Y aunque no fuese así, no anhelaríamos su deceso.
Amet en navidad
Como en cada temporada especial, de manera oportuna la Autoridad Metropolitana de Transporte (AMET) refuerza sus servicios con el montaje de operativos.
En el último tramo de diciembre, la tradición religiosa, el comercio y el pago del salario 13 a la empleomanía pública y privada se combinan para sacar a la gente de sus hogares y moverla cual manada desorientada. Así las cosas, no extraña el incremento en este tiempo de la morbimortalidad a causa de los accidentes de tránsito.
Sería, sin embargo, mucho más efectivo si planifica ahora para iniciar el 2013 con un abordaje integral, sostenido, del caos en el tránsito. Está claro que quizás la principal causa de los tapones en calles y avenidas del país es la indisciplina de los conductores y peatones, y la carencia de autoridad.
Pese a que el gobierno presidido por Leonel Fernández logró soluciones viales muy importantes, no las combinó con una reforma y fortalecimiento de la AMET y el impulso de una conciencia ciudadana sobre buen conducir vehículos de motor.
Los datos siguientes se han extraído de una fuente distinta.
//! Schedule definitions for habits and tasks.
//!
//! A schedule describes one recurring activity: how long a cycle is, how many
//! cycles there are, and what content applies on the i-th day, week or month
//! of each cycle. These types are validated when they are read from a store,
//! so the expansion engine only ever sees well-formed values.

use std::collections::HashSet;
use std::fmt;
use std::str::FromStr;

use chrono::{NaiveDate, NaiveDateTime, NaiveTime, Timelike};
use serde::{Deserialize, Serialize};

use crate::error::{HabitCalError, HabitCalResult};
use crate::resolve::parse_clock_time;

/// Calendar unit of one recurrence cycle.
#[derive(Debug, Clone, Copy, PartialEq, Eq, Hash, Serialize, Deserialize)]
#[serde(rename_all = "lowercase")]
pub enum Span {
    Day,
    Week,
    Month,
    Year,
}

impl Span {
    /// Approximate length of one unit in days (months are 30, years 365).
    pub fn unit_days(self) -> i64 {
        match self {
            Span::Day => 1,
            Span::Week => 7,
            Span::Month => 30,
            Span::Year => 365,
        }
    }
}

impl fmt::Display for Span {
    fn fmt(&self, f: &mut fmt::Formatter<'_>) -> fmt::Result {
        match self {
            Span::Day => write!(f, "day"),
            Span::Week => write!(f, "week"),
            Span::Month => write!(f, "month"),
            Span::Year => write!(f, "year"),
        }
    }
}

impl FromStr for Span {
    type Err = HabitCalError;

    fn from_str(s: &str) -> Result<Self, Self::Err> {
        match s.trim().to_lowercase().trim_end_matches('s') {
            "day" => Ok(Span::Day),
            "week" => Ok(Span::Week),
            "month" => Ok(Span::Month),
            "year" => Ok(Span::Year),
            _ => Err(HabitCalError::Parse(format!(
                "Unknown span '{}'. Expected day, week, month or year",
                s
            ))),
        }
    }
}

/// How long a series runs.
#[derive(Debug, Clone, Copy, PartialEq, Eq, Hash, Default)]
pub enum RepeatBound {
    /// Open-ended series.
    #[default]
    Forever,
    /// A fixed number of cycles.
    Count(u32),
    /// A fixed number of days from the start date.
    HorizonDays(u32),
}

impl RepeatBound {
    pub fn is_infinite(&self) -> bool {
        matches!(self, RepeatBound::Forever)
    }
}

/// A wall-clock time of day, written as "09:00", "09:00:30" or "9:00 pm".
#[derive(Debug, Clone, Copy, PartialEq, Eq, PartialOrd, Ord, Hash, Serialize, Deserialize)]
#[serde(try_from = "String", into = "String")]
pub struct ClockTime(pub NaiveTime);

impl ClockTime {
    pub fn new(hour: u32, minute: u32) -> Option<Self> {
        NaiveTime::from_hms_opt(hour, minute, 0).map(ClockTime)
    }
}

impl TryFrom<String> for ClockTime {
    type Error = HabitCalError;

    fn try_from(value: String) -> Result<Self, Self::Error> {
        value.parse()
    }
}

impl FromStr for ClockTime {
    type Err = HabitCalError;

    fn from_str(s: &str) -> Result<Self, Self::Err> {
        parse_clock_time(s)
            .map(ClockTime)
            .ok_or_else(|| HabitCalError::Parse(format!("Invalid clock time '{}'", s)))
    }
}

impl From<ClockTime> for String {
    fn from(value: ClockTime) -> Self {
        value.to_string()
    }
}

impl fmt::Display for ClockTime {
    fn fmt(&self, f: &mut fmt::Formatter<'_>) -> fmt::Result {
        if self.0.second() == 0 {
            write!(f, "{}", self.0.format("%H:%M"))
        } else {
            write!(f, "{}", self.0.format("%H:%M:%S"))
        }
    }
}

/// Reference start of a habit or task.
///
/// Only the `DateTime` form carries a time of day, which matters for the
/// first-occurrence push of day content.
#[derive(Debug, Clone, Copy, PartialEq, Eq, Hash, Serialize, Deserialize)]
#[serde(try_from = "String", into = "String")]
pub enum StartTime {
    Date(NaiveDate),
    DateTime(NaiveDateTime),
}

impl StartTime {
    /// The calendar day of the start, normalized to midnight.
    pub fn date(&self) -> NaiveDate {
        match self {
            StartTime::Date(d) => *d,
            StartTime::DateTime(dt) => dt.date(),
        }
    }

    pub fn time_of_day(&self) -> Option<NaiveTime> {
        match self {
            StartTime::Date(_) => None,
            StartTime::DateTime(dt) => Some(dt.time()),
        }
    }
}

const START_DATETIME_FORMATS: &[&str] = &[
    "%Y-%m-%dT%H:%M:%S",
    "%Y-%m-%dT%H:%M",
    "%Y-%m-%d %H:%M:%S",
    "%Y-%m-%d %H:%M",
];

impl FromStr for StartTime {
    type Err = HabitCalError;

    fn from_str(s: &str) -> Result<Self, Self::Err> {
        let s = s.trim();
        if let Some(dt) = START_DATETIME_FORMATS
            .iter()
            .find_map(|fmt| NaiveDateTime::parse_from_str(s, fmt).ok())
        {
            return Ok(StartTime::DateTime(dt));
        }

        NaiveDate::parse_from_str(s, "%Y-%m-%d")
            .map(StartTime::Date)
            .map_err(|_| {
                HabitCalError::Parse(format!(
                    "Invalid start '{}'. Expected YYYY-MM-DD or YYYY-MM-DDTHH:MM",
                    s
                ))
            })
    }
}

impl TryFrom<String> for StartTime {
    type Error = HabitCalError;

    fn try_from(value: String) -> Result<Self, Self::Error> {
        value.parse()
    }
}

impl From<StartTime> for String {
    fn from(value: StartTime) -> Self {
        value.to_string()
    }
}

impl fmt::Display for StartTime {
    fn fmt(&self, f: &mut fmt::Formatter<'_>) -> fmt::Result {
        match self {
            StartTime::Date(d) => write!(f, "{}", d.format("%Y-%m-%d")),
            StartTime::DateTime(dt) => write!(f, "{}", dt.format("%Y-%m-%dT%H:%M")),
        }
    }
}

impl From<NaiveDate> for StartTime {
    fn from(value: NaiveDate) -> Self {
        StartTime::Date(value)
    }
}

impl From<NaiveDateTime> for StartTime {
    fn from(value: NaiveDateTime) -> Self {
        StartTime::DateTime(value)
    }
}

/// A reminder attached to an indexed entry.
#[derive(Debug, Clone, PartialEq, Eq, Hash, Default, Serialize, Deserialize)]
pub struct Reminder {
    #[serde(default, skip_serializing_if = "Option::is_none")]
    pub time: Option<ClockTime>,
    #[serde(default, skip_serializing_if = "Option::is_none")]
    pub message: Option<String>,
}

#[derive(Debug, Clone, PartialEq, Eq, Hash, Serialize, Deserialize)]
pub struct DayStep {
    pub text: String,
    #[serde(default, skip_serializing_if = "Option::is_none")]
    pub clock_time: Option<ClockTime>,
}

#[derive(Debug, Clone, PartialEq, Eq, Hash, Serialize, Deserialize)]
pub struct WeekStep {
    pub text: String,
    /// Weekday name, e.g. "Monday" or "mon". Unknown names are skipped.
    pub weekday: String,
}

/// Day-of-month reference for monthly steps.
///
/// Either a number (`15`) or a string (`"start_of_month"`, `"end_of_month"`,
/// `"31"`). Anything else is skipped during expansion.
#[derive(Debug, Clone, PartialEq, Eq, Hash, Serialize, Deserialize)]
#[serde(untagged)]
pub enum DayOfMonth {
    Number(i64),
    Named(String),
}

#[derive(Debug, Clone, PartialEq, Eq, Hash, Serialize, Deserialize)]
pub struct MonthStep {
    pub text: String,
    pub day: DayOfMonth,
}

/// Content for the i-th day of a cycle.
#[derive(Debug, Clone, PartialEq, Eq, Hash, Serialize, Deserialize)]
pub struct DayEntry {
    pub index: u32,
    #[serde(default)]
    pub title: String,
    #[serde(default)]
    pub steps: Vec<DayStep>,
    #[serde(default)]
    pub reminders: Vec<Reminder>,
}

/// Content for the i-th week of a cycle.
#[derive(Debug, Clone, PartialEq, Eq, Hash, Serialize, Deserialize)]
pub struct WeekEntry {
    pub index: u32,
    #[serde(default)]
    pub title: String,
    #[serde(default)]
    pub description: String,
    #[serde(default)]
    pub steps: Vec<WeekStep>,
    #[serde(default)]
    pub reminders: Vec<Reminder>,
}

/// Content for the i-th month of a cycle.
#[derive(Debug, Clone, PartialEq, Eq, Hash, Serialize, Deserialize)]
pub struct MonthEntry {
    pub index: u32,
    #[serde(default)]
    pub title: String,
    #[serde(default)]
    pub description: String,
    #[serde(default)]
    pub steps: Vec<MonthStep>,
    #[serde(default)]
    pub reminders: Vec<Reminder>,
}

/// Recurrence definition of a habit or task.
#[derive(Debug, Clone, PartialEq, Eq, Hash, Serialize, Deserialize)]
#[serde(try_from = "ScheduleFile", into = "ScheduleFile")]
pub struct ScheduleDefinition {
    pub span: Span,
    pub span_value: u32,
    pub repeat: RepeatBound,
    pub days: Vec<DayEntry>,
    pub weeks: Vec<WeekEntry>,
    pub months: Vec<MonthEntry>,
}

impl ScheduleDefinition {
    pub fn new(span: Span, span_value: u32) -> Self {
        ScheduleDefinition {
            span,
            span_value,
            repeat: RepeatBound::Forever,
            days: Vec::new(),
            weeks: Vec::new(),
            months: Vec::new(),
        }
    }

    pub fn with_repeat(mut self, repeat: RepeatBound) -> Self {
        self.repeat = repeat;
        self
    }

    pub fn with_day(mut self, entry: DayEntry) -> Self {
        self.days.push(entry);
        self
    }

    pub fn with_week(mut self, entry: WeekEntry) -> Self {
        self.weeks.push(entry);
        self
    }

    pub fn with_month(mut self, entry: MonthEntry) -> Self {
        self.months.push(entry);
        self
    }

    pub fn is_empty(&self) -> bool {
        self.days.is_empty() && self.weeks.is_empty() && self.months.is_empty()
    }

    /// Cycle length in days, clamped to at least one day.
    pub fn cycle_days(&self) -> i64 {
        (i64::from(self.span_value.max(1)) * self.span.unit_days()).max(1)
    }

    /// Describe every structural problem with this schedule.
    pub fn problems(&self) -> Vec<String> {
        let mut problems = Vec::new();

        if self.span_value == 0 {
            problems.push("span_value must be at least 1".to_string());
        }
        match self.repeat {
            RepeatBound::Count(0) => problems.push("repeat_count must be at least 1".to_string()),
            RepeatBound::HorizonDays(0) => {
                problems.push("schedule_horizon_days must be at least 1".to_string())
            }
            _ => {}
        }

        check_indices("days", self.days.iter().map(|e| e.index), &mut problems);
        check_indices("weeks", self.weeks.iter().map(|e| e.index), &mut problems);
        check_indices("months", self.months.iter().map(|e| e.index), &mut problems);

        problems
    }

    /// Reject schedules with structural problems.
    pub fn validate(&self, owner: &str) -> HabitCalResult<()> {
        match self.problems().into_iter().next() {
            None => Ok(()),
            Some(reason) => Err(HabitCalError::InvalidSchedule {
                owner: owner.to_string(),
                reason,
            }),
        }
    }
}

fn check_indices(bucket: &str, indices: impl Iterator<Item = u32>, problems: &mut Vec<String>) {
    let mut seen = HashSet::new();
    for index in indices {
        if index == 0 {
            problems.push(format!("{} index must be 1 or greater", bucket));
        } else if !seen.insert(index) {
            problems.push(format!("duplicate {} index {}", bucket, index));
        }
    }
}

impl fmt::Display for ScheduleDefinition {
    fn fmt(&self, f: &mut fmt::Formatter<'_>) -> fmt::Result {
        if self.span_value <= 1 {
            write!(f, "every {}", self.span)?;
        } else {
            write!(f, "every {} {}s", self.span_value, self.span)?;
        }
        match self.repeat {
            RepeatBound::Forever => Ok(()),
            RepeatBound::Count(n) => write!(f, ", {} times", n),
            RepeatBound::HorizonDays(n) => write!(f, ", for {} days", n),
        }
    }
}

/// On-disk shape of a schedule, with the bound split into two optional keys.
#[derive(Debug, Clone, Serialize, Deserialize)]
pub struct ScheduleFile {
    span: Span,
    #[serde(default = "default_span_value")]
    span_value: u32,
    #[serde(default, skip_serializing_if = "Option::is_none")]
    repeat_count: Option<u32>,
    #[serde(default, skip_serializing_if = "Option::is_none")]
    schedule_horizon_days: Option<u32>,
    #[serde(default, skip_serializing_if = "Vec::is_empty")]
    days: Vec<DayEntry>,
    #[serde(default, skip_serializing_if = "Vec::is_empty")]
    weeks: Vec<WeekEntry>,
    #[serde(default, skip_serializing_if = "Vec::is_empty")]
    months: Vec<MonthEntry>,
}

fn default_span_value() -> u32 {
    1
}

impl TryFrom<ScheduleFile> for ScheduleDefinition {
    type Error = HabitCalError;

    fn try_from(file: ScheduleFile) -> Result<Self, Self::Error> {
        let repeat = match (file.repeat_count, file.schedule_horizon_days) {
            (Some(_), Some(_)) => {
                return Err(HabitCalError::Parse(
                    "repeat_count and schedule_horizon_days are mutually exclusive".into(),
                ));
            }
            (Some(n), None) => RepeatBound::Count(n),
            (None, Some(n)) => RepeatBound::HorizonDays(n),
            (None, None) => RepeatBound::Forever,
        };

        Ok(ScheduleDefinition {
            span: file.span,
            span_value: file.span_value,
            repeat,
            days: file.days,
            weeks: file.weeks,
            months: file.months,
        })
    }
}

impl From<ScheduleDefinition> for ScheduleFile {
    fn from(schedule: ScheduleDefinition) -> Self {
        let (repeat_count, schedule_horizon_days) = match schedule.repeat {
            RepeatBound::Forever => (None, None),
            RepeatBound::Count(n) => (Some(n), None),
            RepeatBound::HorizonDays(n) => (None, Some(n)),
        };

        ScheduleFile {
            span: schedule.span,
            span_value: schedule.span_value,
            repeat_count,
            schedule_horizon_days,
            days: schedule.days,
            weeks: schedule.weeks,
            months: schedule.months,
        }
    }
}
Y por eso el aprovechamiento de tales obras no ha sido mayor.
Veamos algunos ejemplos de lo que sucede en todo el país: en los cruceros Máximo Gómez con Kennedy y 27 de Febrero, y en la esquina Ortega y Gasset con 27 de Febrero, varios letreros advierten: “No estacione”, “No pasajeros”. Pero el tránsito es un solo nudo porque los chóferes de carros públicos y autobuses y minibuses del transporte urbano e interurbano, se estacionan y dejan pasajeros cada minuto. Peor: sobre las dos intersecciones señaladas hay grandes cruces peatonales que hacen de adornos porque los transeúntes los obvian por no forzar sus pantorrillas; prefieren desperdigarse, desafiando a los miles de choferes locos e inhumanos que actúan como en la selva. Igual escena se vive en el kilómetro 9 de la carretera Duarte; en el puente Juan Bosch, a la entrada del elevado; en la 27 de Febrero hacia el elevado y la Leopoldo Navarro; en todas las carreteras del país…
Aquí los semáforos perdieron el sentido original; rojo, verde y amarillo indican que siga el paso. Las luces direccionales de los vehículos tampoco; si usted indica que doblará a la derecha o va de reversa, nadie cede; todos aceleran para bloquearle. Si es de noche, le encienden las luces altas reforzadas para enceguecerlo y provocar un vuelco. Las carreteras peligrosas como la del Cibao, son para pasear con un celular al oído o para competir a alta velocidad (patanas, camiones, autobuses, carros, jeepetas)…
Sufrimos un perfecto desorden, y, para aplacarlo, AMET urge de retomar su autoridad y credibilidad, sin violencia. La displicencia y arrogancia de muchos de sus agentes, a ratos la convierte en aliada de la anarquía predominante. Nosotros –conductores y peatones– también tenemos una cuota fundamental en la búsqueda del orden perdido. Porque tan culpable es el chófer que anda “como chivo sin ley”, como el caminante con complejo de vehículo que incumple las señales dispuestas para él.
Si todo el mundo respetara los derechos de los demás, el tránsito fluyera tranquilo, con menos trancones, insultos y espantos. Y en 2011 no habría muerto tanta gente en accidentes de tránsito (2,256).